= The Renaissance House of Terrell Heights =

Non-profit organization in Texas

The Renaissance House of Terrell Heights is a non-profit organization in Fort Worth, Texas dedicated to preserving the history and public memory of the historically Black neighborhood of Terrell Heights. The organization was founded by Dr. Jennifer Giddings Brooks and Marnese Barksdale Elder with the mission of supporting health and community history for residents of the 76104 ZIP Code.

== History ==
=== Terrell Heights ===
Located in Fort Worth's Historic Southside neighborhood, the community of Terrell Heights is the first historically Black middle-class neighborhood in the city. The community received a historic marker in 2019 that celebrated the impact of Terrell Heights-native, and the first Black millionaire in Texas, William "Gooseneck Bill" McDonald. The Renaissance House of Terrell Heights began serving the community in February 2024 after purchasing and remodeling the home of May Pearl Flint, the widow of William McDonald.

== Community work ==
=== Health ===
The Renaissance House has partnered with telemedicine providers to increase access to health care for Terrell Heights residents.
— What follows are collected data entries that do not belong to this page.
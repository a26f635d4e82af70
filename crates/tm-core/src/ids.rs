//! Typed integer identifiers.
//!
//! The inner integer is `pub`; use `.index()` when an id addresses a `Vec`.

use std::fmt;

macro_rules! typed_id {
    ($(#[$attr:meta])* $name:ident) => {
        $(#[$attr])*
        #[derive(Copy, Clone, PartialEq, Eq, Hash, PartialOrd, Ord, Debug)]
        #[cfg_attr(feature = "serde", derive(serde::Serialize, serde::Deserialize))]
        #[cfg_attr(feature = "serde", serde(transparent))]
        pub struct $name(pub u32);

        impl $name {
            /// Placeholder for "no id"; also the `Default`.
            pub const INVALID: $name = $name(u32::MAX);

            #[inline(always)]
            pub fn index(self) -> usize {
                self.0 as usize
            }
        }

        impl Default for $name {
            fn default() -> Self {
                Self::INVALID
            }
        }

        impl fmt::Display for $name {
            fn fmt(&self, f: &mut fmt::Formatter<'_>) -> fmt::Result {
                write!(f, "{}({})", stringify!($name), self.0)
            }
        }
    };
}

typed_id! {
    /// A movement agent, vehicle or traveller.  Handed out by the run
    /// context's counter and never reused within a run.
    AgentId
}

typed_id! {
    /// Map-graph node.
    NodeId
}

typed_id! {
    /// Directed map-graph edge.
    EdgeId
}

typed_id! {
    /// A transit route; each route has exactly one control system.
    RouteId
}
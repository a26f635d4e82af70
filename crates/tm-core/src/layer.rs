//! Presentation layer tag shared by transit routes and the agents on them.
//!
//! The layer has no effect on routing; it tells visualisation and reporting
//! collaborators whether an agent is drawn on the street level or below it.

/// The layer an agent is currently shown on.
#[derive(Copy, Clone, PartialEq, Eq, Hash, Debug, Default)]
#[cfg_attr(feature = "serde", derive(serde::Serialize, serde::Deserialize))]
#[cfg_attr(feature = "serde", serde(rename_all = "lowercase"))]
pub enum Layer {
    /// Street level: buses, trams, pedestrians (default).
    #[default]
    Surface,
    /// Metro and other underground rail.
    Underground,
}

impl Layer {
    /// Human-readable label, useful for log lines and report columns.
    pub fn as_str(self) -> &'static str {
        match self {
            Layer::Surface     => "surface",
            Layer::Underground => "underground",
        }
    }
}

impl std::fmt::Display for Layer {
    fn fmt(&self, f: &mut std::fmt::Formatter<'_>) -> std::fmt::Result {
        f.write_str(self.as_str())
    }
}
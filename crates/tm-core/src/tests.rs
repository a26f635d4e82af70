//! Unit tests for tm-core primitives.

#[cfg(test)]
mod ids {
    use crate::{AgentId, NodeId, RouteId};

    #[test]
    fn index_and_default() {
        let id = AgentId(42);
        assert_eq!(id.index(), 42);
        assert_eq!(AgentId::default(), AgentId::INVALID);
    }

    #[test]
    fn invalid_sentinels_are_max() {
        assert_eq!(AgentId::INVALID.0, u32::MAX);
        assert_eq!(NodeId::default(), NodeId::INVALID);
    }

    #[test]
    fn display() {
        assert_eq!(RouteId(7).to_string(), "RouteId(7)");
    }
}

#[cfg(test)]
mod geo {
    use crate::Coord;

    #[test]
    fn euclidean_distance() {
        let a = Coord::new(0.0, 0.0);
        let b = Coord::new(3.0, 4.0);
        assert_eq!(a.distance(b), 5.0);
        assert_eq!(a.distance_sq(b), 25.0);
    }

    #[test]
    fn copies_compare_equal() {
        let a = Coord::new(10.0, 0.0);
        let b = a;
        assert_eq!(a, b);
        assert_ne!(a, Coord::new(10.0, 0.000_001));
    }
}

#[cfg(test)]
mod time {
    use crate::{SimClock, SimConfig, SimDuration, SimTime};

    #[test]
    fn seconds_conversion_rounds_to_millis() {
        assert_eq!(SimTime::from_secs_f64(12.3456), SimTime(12_346));
        assert_eq!(SimTime::from_secs(5), SimTime(5_000));
        assert_eq!(SimTime(1_500).as_secs_f64(), 1.5);
    }

    #[test]
    fn signed_delta() {
        let dep = SimTime::from_secs(100);
        let now = SimTime::from_secs(102);
        assert_eq!(dep.delta_ms(now), -2_000);
        assert_eq!(dep.delta_secs(now), -2.0);
    }

    #[test]
    fn duration_clamps_negative_and_rounds_up() {
        assert_eq!(SimDuration::from_secs_f64(-3.0), SimDuration::ZERO);
        assert_eq!(SimDuration::from_secs_f64(f64::NAN), SimDuration::ZERO);
        assert_eq!(SimDuration::from_secs_f64(0.0001), SimDuration(1));
        assert_eq!(SimDuration::from_delta_ms(-10), SimDuration::ZERO);
        assert_eq!(SimTime(1_000) + SimDuration(500), SimTime(1_500));
    }

    #[test]
    fn clock_is_monotonic() {
        let mut clock = SimClock::new(SimTime::from_secs(10));
        clock.advance_to(SimTime::from_secs(5));
        assert_eq!(clock.now, SimTime::from_secs(10));
        clock.advance_to(SimTime::from_secs(90_060));
        assert_eq!(clock.elapsed_dhm(), (1, 1, 1));
    }

    #[test]
    fn config_validation() {
        assert!(SimConfig::default().validate().is_ok());

        let backwards = SimConfig {
            start: SimTime::from_secs(10),
            end:   SimTime::from_secs(5),
            ..SimConfig::default()
        };
        assert!(backwards.validate().is_err());

        let no_retry = SimConfig { retry_interval: SimDuration::ZERO, ..SimConfig::default() };
        assert!(no_retry.validate().is_err());
    }
}

#[cfg(test)]
mod rng {
    use crate::{AgentId, AgentRng};

    #[test]
    fn deterministic_same_seed() {
        let mut r1 = AgentRng::new(12345, AgentId(0));
        let mut r2 = AgentRng::new(12345, AgentId(0));
        for _ in 0..100 {
            assert_eq!(r1.unit(), r2.unit());
        }
    }

    #[test]
    fn different_agents_differ() {
        let mut r0 = AgentRng::new(1, AgentId(0));
        let mut r1 = AgentRng::new(1, AgentId(1));
        let a: Vec<f64> = (0..4).map(|_| r0.unit()).collect();
        let b: Vec<f64> = (0..4).map(|_| r1.unit()).collect();
        assert_ne!(a, b, "seeds for adjacent agents should diverge");
    }

    #[test]
    fn uniform_in_bounds_and_degenerate_range() {
        let mut rng = AgentRng::new(0, AgentId(0));
        for _ in 0..1000 {
            let v = rng.uniform(0.5, 1.5);
            assert!((0.5..=1.5).contains(&v));
            assert!((0.0..1.0).contains(&rng.unit()));
        }
        assert_eq!(rng.uniform(2.0, 2.0), 2.0);
        assert_eq!(rng.uniform(3.0, 1.0), 3.0);
    }

    #[test]
    fn sim_rng_indices_stay_in_range() {
        let mut a = crate::SimRng::new(9);
        let mut b = crate::SimRng::new(9);
        for _ in 0..200 {
            let i: usize = a.gen_range(0..25);
            assert!(i < 25);
            assert_eq!(i, b.gen_range(0..25));
        }
    }
}

#[cfg(test)]
mod layer {
    use crate::Layer;

    #[test]
    fn default_is_surface() {
        assert_eq!(Layer::default(), Layer::Surface);
        assert_eq!(Layer::Underground.to_string(), "underground");
    }
}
This community work was inspired by the need to counteract the short life-expectancy in the 76104 ZIP code.

=== Cultural preservation ===
The creation of The Renaissance House contributes toward the revitalization efforts in Fort Worth's Historic Southside alongside the forthcoming National Juneteenth Museum. In 2025, the organization began conducting oral history interviews with current and former residents of Terrell Heights to document the histories of those who helped to shape the community.